Just about every webapp out there serves up data stored on a relational database. While RDBMSes are not particularly easy or pleasant to deal with, most programmers know how to use them, and popular frameworks provide all sorts of wrappers which aim to solve the impedance mismatch of SQL while preserving much of its querying flexibility. Aside from the need to map application data to relations, the use of relational databases has a number of other drawbacks. RDBMSes do not scale up easily, they have significant administrative overhead, and they are difficult to tune for performance.
In plain terms, configuring and properly setting up a replicated database server takes a lot of work. It requires maintaining disparate configuration files for different machines, and it requires an intimate understanding of various tuning parameters. It helps to have a DBA on staff to deal with these headaches. Once the infrastructure works, all database access requires great care. After tuning indices and queries for one usage pattern, a subtle change in requirements often leads to modified queries and a new usage pattern which slows the database to a crawl and requires an entirely new, time-consuming pass through the schema, the indices, and all queries to make things fast again. I spent enough time staring at Sybase’s showplan output after adding a feature or fixing a bug to have come to hate the process of optimizing queries. Even once everything starts to tick, it sometimes turns out that the data size and usage load has outgrown the capacity of a single server, and the schema must be denormalized, sharded across multiple servers, and once again optimized. In addition, applications must be modified to stop assuming that they can get away with querying just one server.
memcached is an example of a data storage mechanism which has no such overhead. To run, it just needs to know how much memory to use, and which network interface and port to listen on, and it just works (memcached -d -m 2048 -l 10.0.0.1 -p 6789, for example). Of course, memcached has no replication or redundancy features, nor does it do anything except simple key-value storage and lookup, so the comparison is unfair. However, quite a few application domains do not need all the querying power of a relational database, and want none of the performance or maintenance overhead which comes with it.
Event queues come to mind. Twitter seems to feel the same way: it recently released its event queue, Starling, as an open-source product. Although Starling persists data to disk, it does not itself have any redundancy or replication features, so the loss of a disk would result in the loss of all queues stored on that disk. High-availability tools, like Heartbeat and DRBD, can help mitigate the risk, but they again introduce administrative overhead.
The ideal data store would boast disk-based and memory-cached persistence, ACID transactions, a replication mechanism, the ability to store and retrieve data in slightly more complicated patterns than just a key-value lookup, and zero administrative overhead. It turns out that something very close to this ideal has existed for many years: Berkeley DB. Its core C library provides a flexible data storage library and a handful of primitive operations for operating on data stores. Its Java Edition provides a higher-level annotation based persistence mechanism whose usage resembles Hibernate and EJB3. (Bindings for languages other than the Oracle-supported C, C++, and Java unfortunately lag in terms of features, and none except C and C++ support the replication framework.)
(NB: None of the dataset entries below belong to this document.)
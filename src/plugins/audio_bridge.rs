//! AudioBridge plugin (`janus.plugin.audiobridge`): mixed audio conference
//! rooms.
//!
//! Most room management requests are synchronous (result in the direct
//! reply); joining and leaving are asynchronous, with the outcome delivered
//! as an event. [`AudioBridgeHandle::join_room_async`] bridges the two by
//! resolving a local completion from the `joined` event.

use crate::error::{JanusError, Result};
use crate::plugins::{
    optional_str, plugin_reply_data, require_u64, PluginEvent,
};
use crate::protocol::janus_handle::{HandleListener, JanusHandle, ListenerId};
use serde::{Deserialize, Serialize};
use serde_json::{json, Value};
use std::sync::{Arc, Mutex};
use std::time::Duration;
use tokio::sync::oneshot;

const TAG: &str = "audiobridge";

// ---------------------------------------------------------------------------
// Models

/// One participant in a room.
#[derive(Debug, Clone, PartialEq)]
pub struct Participant {
    pub id: u64,
    pub display: Option<String>,
    pub setup: Option<bool>,
    pub muted: Option<bool>,
    pub talking: Option<bool>,
}

impl Participant {
    fn decode(value: &Value) -> Result<Self> {
        Ok(Self {
            id: require_u64(value, "id")?,
            display: optional_str(value, "display"),
            setup: value["setup"].as_bool(),
            muted: value["muted"].as_bool(),
            talking: value["talking"].as_bool(),
        })
    }
}

fn decode_participants(data: &Value) -> Result<Vec<Participant>> {
    data["participants"]
        .as_array()
        .ok_or_else(|| JanusError::decode("participants"))?
        .iter()
        .map(Participant::decode)
        .collect()
}

// ---------------------------------------------------------------------------
// Typed events

/// The local user joined a room.
#[derive(Debug, Clone, PartialEq)]
pub struct JoinedEvent {
    pub room: u64,
    pub id: u64,
    pub display: Option<String>,
    pub participants: Vec<Participant>,
}

#[derive(Debug, Clone, PartialEq)]
pub struct RoomDestroyedEvent {
    pub room: u64,
}

#[derive(Debug, Clone, PartialEq)]
pub struct ParticipantLeftEvent {
    pub room: u64,
    pub leaving: u64,
}

/// A remote participant joined or changed state.
#[derive(Debug, Clone, PartialEq)]
pub struct ParticipantsUpdatedEvent {
    pub room: u64,
    pub participants: Vec<Participant>,
}

#[derive(Debug, Clone, PartialEq)]
pub enum AudioBridgeEvent {
    Joined(JoinedEvent),
    RoomDestroyed(RoomDestroyedEvent),
    ParticipantLeft(ParticipantLeftEvent),
    ParticipantsUpdated(ParticipantsUpdatedEvent),
}

/// Decode one `plugindata.data` payload; `Ok(None)` when no known shape
/// matches.
pub fn decode_event(data: &Value) -> Result<Option<AudioBridgeEvent>> {
    match data[TAG].as_str() {
        Some("joined") => Ok(Some(AudioBridgeEvent::Joined(JoinedEvent {
            room: require_u64(data, "room")?,
            id: require_u64(data, "id")?,
            display: optional_str(data, "display"),
            participants: decode_participants(data)?,
        }))),
        Some("destroyed") => Ok(Some(AudioBridgeEvent::RoomDestroyed(RoomDestroyedEvent {
            room: require_u64(data, "room")?,
        }))),
        _ => {
            if !data["leaving"].is_null() {
                Ok(Some(AudioBridgeEvent::ParticipantLeft(ParticipantLeftEvent {
                    room: require_u64(data, "room")?,
                    leaving: require_u64(data, "leaving")?,
                })))
            } else if data["participants"].is_array() {
                Ok(Some(AudioBridgeEvent::ParticipantsUpdated(
                    ParticipantsUpdatedEvent {
                        room: require_u64(data, "room")?,
                        participants: decode_participants(data)?,
                    },
                )))
            } else {
                Ok(None)
            }
        }
    }
}

// ---------------------------------------------------------------------------
// Listener

/// Receives AudioBridge events for one handle.
///
/// Callbacks run on the connection's delivery task; do not block in them.
pub trait AudioBridgeListener: Send + Sync {
    /// Every event, raw, before typed dispatch.
    fn on_event(&self, event: &PluginEvent) {
        let _ = event;
    }
    fn on_joined(&self, event: &JoinedEvent) {
        let _ = event;
    }
    fn on_room_destroyed(&self, event: &RoomDestroyedEvent) {
        let _ = event;
    }
    fn on_participant_left(&self, event: &ParticipantLeftEvent) {
        let _ = event;
    }
    fn on_participants_updated(&self, event: &ParticipantsUpdatedEvent) {
        let _ = event;
    }
}

pub(crate) fn dispatch(listener: &dyn AudioBridgeListener, event: &AudioBridgeEvent) {
    match event {
        AudioBridgeEvent::Joined(e) => listener.on_joined(e),
        AudioBridgeEvent::RoomDestroyed(e) => listener.on_room_destroyed(e),
        AudioBridgeEvent::ParticipantLeft(e) => listener.on_participant_left(e),
        AudioBridgeEvent::ParticipantsUpdated(e) => listener.on_participants_updated(e),
    }
}

// ---------------------------------------------------------------------------
// Requests

#[derive(Debug, Clone, Default, Serialize)]
pub struct CreateRoomRequest {
    #[serde(skip_serializing_if = "Option::is_none")]
    pub room: Option<u64>,
    #[serde(skip_serializing_if = "Option::is_none")]
    pub description: Option<String>,
    #[serde(skip_serializing_if = "Option::is_none")]
    pub secret: Option<String>,
    #[serde(skip_serializing_if = "Option::is_none")]
    pub pin: Option<String>,
    #[serde(skip_serializing_if = "Option::is_none")]
    pub sampling_rate: Option<u64>,
    #[serde(skip_serializing_if = "Option::is_none")]
    pub record: Option<bool>,
    #[serde(skip_serializing_if = "Option::is_none")]
    pub is_private: Option<bool>,
    #[serde(skip_serializing_if = "Option::is_none")]
    pub permanent: Option<bool>,
}

#[derive(Debug, Clone, Default, Serialize)]
pub struct EditRoomRequest {
    pub room: u64,
    #[serde(skip_serializing_if = "Option::is_none")]
    pub secret: Option<String>,
    #[serde(skip_serializing_if = "Option::is_none")]
    pub new_description: Option<String>,
    #[serde(skip_serializing_if = "Option::is_none")]
    pub new_secret: Option<String>,
    #[serde(skip_serializing_if = "Option::is_none")]
    pub new_pin: Option<String>,
}

#[derive(Debug, Clone, Default, Serialize)]
pub struct JoinRoomRequest {
    pub room: u64,
    #[serde(skip_serializing_if = "Option::is_none")]
    pub id: Option<u64>,
    #[serde(skip_serializing_if = "Option::is_none")]
    pub display: Option<String>,
    #[serde(skip_serializing_if = "Option::is_none")]
    pub muted: Option<bool>,
    #[serde(skip_serializing_if = "Option::is_none")]
    pub pin: Option<String>,
    #[serde(skip_serializing_if = "Option::is_none")]
    pub token: Option<String>,
}

#[derive(Debug, Clone, Default, Serialize)]
pub struct ConfigureRequest {
    #[serde(skip_serializing_if = "Option::is_none")]
    pub muted: Option<bool>,
    #[serde(skip_serializing_if = "Option::is_none")]
    pub display: Option<String>,
    #[serde(skip_serializing_if = "Option::is_none")]
    pub bitrate: Option<u64>,
    #[serde(skip_serializing_if = "Option::is_none")]
    pub volume: Option<u64>,
}

/// Reply to a successful `create`.
#[derive(Debug, Clone, Deserialize)]
pub struct CreateRoomResponse {
    pub room: u64,
    #[serde(default)]
    pub permanent: bool,
}

/// One room as returned by `list`.
#[derive(Debug, Clone, Deserialize)]
pub struct RoomInfo {
    pub room: u64,
    #[serde(default)]
    pub description: Option<String>,
    #[serde(default)]
    pub sampling_rate: Option<u64>,
    #[serde(default)]
    pub num_participants: Option<u64>,
    #[serde(default)]
    pub record: Option<bool>,
}

// ---------------------------------------------------------------------------
// Handle

/// Typed surface over a handle attached to the AudioBridge plugin.
#[derive(Clone)]
pub struct AudioBridgeHandle {
    inner: Arc<JanusHandle>,
}

impl AudioBridgeHandle {
    pub(crate) fn new(inner: Arc<JanusHandle>) -> Self {
        Self { inner }
    }

    /// The underlying protocol handle.
    pub fn handle(&self) -> &Arc<JanusHandle> {
        &self.inner
    }

    pub fn add_listener(&self, listener: Arc<dyn AudioBridgeListener>) -> ListenerId {
        self.inner
            .add_listener(HandleListener::AudioBridge(listener))
    }

    pub fn remove_listener(&self, id: ListenerId) {
        self.inner.remove_listener(id);
    }

    fn body(request: &str, payload: &impl Serialize) -> Result<Value> {
        let mut body = serde_json::to_value(payload)?;
        body["request"] = json!(request);
        Ok(body)
    }

    pub async fn create_room(&self, request: CreateRoomRequest) -> Result<CreateRoomResponse> {
        let reply = self.inner.send_message(Self::body("create", &request)?).await?;
        let data = plugin_reply_data(&reply, TAG, "created")?;
        serde_json::from_value(data).map_err(Into::into)
    }

    pub async fn destroy_room(&self, room: u64, secret: Option<String>) -> Result<()> {
        let mut body = json!({"request": "destroy", "room": room});
        if let Some(secret) = secret {
            body["secret"] = json!(secret);
        }
        let reply = self.inner.send_message(body).await?;
        plugin_reply_data(&reply, TAG, "destroyed")?;
        Ok(())
    }

    pub async fn edit_room(&self, request: EditRoomRequest) -> Result<()> {
        let reply = self.inner.send_message(Self::body("edit", &request)?).await?;
        plugin_reply_data(&reply, TAG, "edited")?;
        Ok(())
    }

    pub async fn exists(&self, room: u64) -> Result<bool> {
        let reply = self
            .inner
            .send_message(json!({"request": "exists", "room": room}))
            .await?;
        let data = plugin_reply_data(&reply, TAG, "success")?;
        Ok(data["exists"].as_bool().unwrap_or(false))
    }

    pub async fn list_rooms(&self) -> Result<Vec<RoomInfo>> {
        let reply = self.inner.send_message(json!({"request": "list"})).await?;
        let data = plugin_reply_data(&reply, TAG, "success")?;
        let list = data["list"]
            .as_array()
            .ok_or_else(|| JanusError::decode("list"))?;
        list.iter()
            .map(|room| serde_json::from_value(room.clone()).map_err(Into::into))
            .collect()
    }

    pub async fn list_participants(&self, room: u64) -> Result<Vec<Participant>> {
        let reply = self
            .inner
            .send_message(json!({"request": "listparticipants", "room": room}))
            .await?;
        let data = plugin_reply_data(&reply, TAG, "participants")?;
        decode_participants(&data)
    }

    /// Join a room. The direct reply only acknowledges receipt; the `joined`
    /// outcome arrives through [`AudioBridgeListener::on_joined`] (or use
    /// [`join_room_async`](Self::join_room_async)).
    pub async fn join_room(&self, request: JoinRoomRequest) -> Result<()> {
        self.inner.send_message(Self::body("join", &request)?).await?;
        Ok(())
    }

    /// Join a room and wait for the `joined` event itself.
    ///
    /// A temporary listener resolves a local completion when a payload with
    /// `audiobridge == "joined"` arrives on this handle; the direct reply is
    /// only an acknowledgement and is not what this waits on.
    pub async fn join_room_async(
        &self,
        request: JoinRoomRequest,
        deadline: Duration,
    ) -> Result<JoinedEvent> {
        let (tx, rx) = oneshot::channel();
        let waiter: Arc<JoinWaiter> = Arc::new(JoinWaiter {
            resolve: Mutex::new(Some(tx)),
        });
        let listener_id = self.add_listener(waiter);

        let outcome = async {
            self.join_room(request).await?;
            match tokio::time::timeout(deadline, rx).await {
                Ok(Ok(event)) => Ok(event),
                Ok(Err(_)) => Err(JanusError::SessionClosed),
                Err(_) => Err(JanusError::Timeout {
                    transaction: "audiobridge-join".to_string(),
                    elapsed: deadline,
                }),
            }
        }
        .await;

        self.inner.remove_listener(listener_id);
        outcome
    }

    pub async fn configure(&self, request: ConfigureRequest) -> Result<()> {
        self.inner
            .send_message(Self::body("configure", &request)?)
            .await?;
        Ok(())
    }

    pub async fn mute(&self, room: u64, id: u64, secret: Option<String>) -> Result<()> {
        self.moderate("mute", room, id, secret).await
    }

    pub async fn unmute(&self, room: u64, id: u64, secret: Option<String>) -> Result<()> {
        self.moderate("unmute", room, id, secret).await
    }

    pub async fn kick(&self, room: u64, id: u64, secret: Option<String>) -> Result<()> {
        self.moderate("kick", room, id, secret).await
    }

    async fn moderate(
        &self,
        request: &str,
        room: u64,
        id: u64,
        secret: Option<String>,
    ) -> Result<()> {
        let mut body = json!({"request": request, "room": room, "id": id});
        if let Some(secret) = secret {
            body["secret"] = json!(secret);
        }
        let reply = self.inner.send_message(body).await?;
        plugin_reply_data(&reply, TAG, "success")?;
        Ok(())
    }

    /// Leave the current room; the departure arrives as an event.
    pub async fn leave(&self) -> Result<()> {
        self.inner.send_message(json!({"request": "leave"})).await?;
        Ok(())
    }
}

/// One-shot listener backing [`AudioBridgeHandle::join_room_async`].
struct JoinWaiter {
    resolve: Mutex<Option<oneshot::Sender<JoinedEvent>>>,
}

impl AudioBridgeListener for JoinWaiter {
    fn on_joined(&self, event: &JoinedEvent) {
        if let Some(sender) = self.resolve.lock().unwrap().take() {
            let _ = sender.send(event.clone());
        }
    }
}
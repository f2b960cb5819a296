use async_trait::async_trait;
use reqwest::Url;
use serde::Serialize;

use crate::error::GatewayError;

/// An explicitly established link to a node.
///
/// Created only by [`ChainGateway::connect`]; dropping it is the only way to
/// disconnect. Gateways never reconnect on their own.
#[derive(Debug, Clone, PartialEq, Eq, Serialize)]
#[serde(rename_all = "camelCase")]
pub struct Connection {
    endpoint: String,
    chain_id: u64,
}

impl Connection {
    pub fn new(endpoint: impl Into<String>, chain_id: u64) -> Self {
        Self {
            endpoint: endpoint.into(),
            chain_id,
        }
    }

    pub fn endpoint(&self) -> &str {
        &self.endpoint
    }

    /// Chain id reported by the node when the connection was made.
    pub fn chain_id(&self) -> u64 {
        self.chain_id
    }

    /// `scheme://host[:port]` of the endpoint, for logs. Hosted providers put
    /// API keys in the path or query, so both are dropped along with any
    /// credentials.
    pub fn display_endpoint(&self) -> String {
        display_endpoint(&self.endpoint)
    }
}

pub(crate) fn display_endpoint(endpoint: &str) -> String {
    let Ok(url) = Url::parse(endpoint) else {
        return "<invalid endpoint>".to_string();
    };
    let host = url.host_str().unwrap_or_default();
    match url.port() {
        Some(port) => format!("{}://{host}:{port}", url.scheme()),
        None => format!("{}://{host}", url.scheme()),
    }
}

/// The boundary between the wallet core and a remote Ethereum node.
///
/// Each method is a single request/response. Implementations must not retry,
/// cache results, or reconnect implicitly; timeouts belong to the
/// implementation's transport.
#[async_trait]
pub trait ChainGateway: Send + Sync {
    /// Checks that `endpoint` is reachable and returns a connection bound to
    /// the node's chain id.
    async fn connect(&self, endpoint: &str) -> Result<Connection, GatewayError>;

    /// Balance of `address` in wei at the latest block.
    async fn get_balance(&self, conn: &Connection, address: &str) -> Result<u128, GatewayError>;

    /// Next nonce for `address`, counting pending transactions.
    async fn get_nonce(&self, conn: &Connection, address: &str) -> Result<u64, GatewayError>;

    /// Current gas price in wei.
    async fn get_gas_price(&self, conn: &Connection) -> Result<u128, GatewayError>;

    /// Submits raw signed transaction bytes and returns the transaction hash.
    async fn broadcast(&self, conn: &Connection, raw_tx: &[u8]) -> Result<String, GatewayError>;
}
I decided to try Berkeley DB, and immediately discovered two things: on one hand, throwing away SQL and its data definition language is scary, because reconfiguring schemas now requires actual code. On the other hand, throwing away SQL for queries felt like throwing away a crutch. Because Berkeley DB operates on a low level, I never had to wonder why a particular access operation runs slowly. If something performs a dreaded table scan, it does so not because SQL obscured an expensive operation — it does a table scan because I wrote the loop myself. I quickly learned about secondary databases, which work like indices on primary data, but provide more flexibility because they allow programmers to slice and dice both keys and values in arbitrary ways to produce new keys into the same data. The experience was eye-opening.
Oracle, which acquired Berkeley DB by buying Sleepycat Software, boasts that Berkeley DB has “an interface designed for programmers, not DBAs” (half-way down the Java Edition page). This seems true enough, as deploying a Berkeley DB application is trivial: just install the libraries, and make sure your code knows where to put the data stores. Stores cannot be placed on network storage, because typical network file systems (NFS, SMB) lack sufficiently rigorous semantics. This makes Berkeley DB an interesting tool for building applications which scale horizontally, where individual disposable nodes in the system replicate data out to other nodes. Google, famous for building its infrastructure on inexpensive hardware and achieving scale using cluster computing, chose Berkeley DB for storing accounts.
I must also mention two other fascinating storage systems. First, Franz sells a product called AllegroCache, a persistence mechanism for the Common Lisp Object System. For anyone enjoying the luxury of coding in Common Lisp, AllegroCache only seems to lack replication features. Second, the Mnesia database which comes with the Erlang/OTP distribution has two unique features: dynamic table fragmentation and dynamic replica management. Roughly speaking, Mnesia lets the programmer control, at runtime, the number of data fragments and how many replicas it should keep on the available nodes.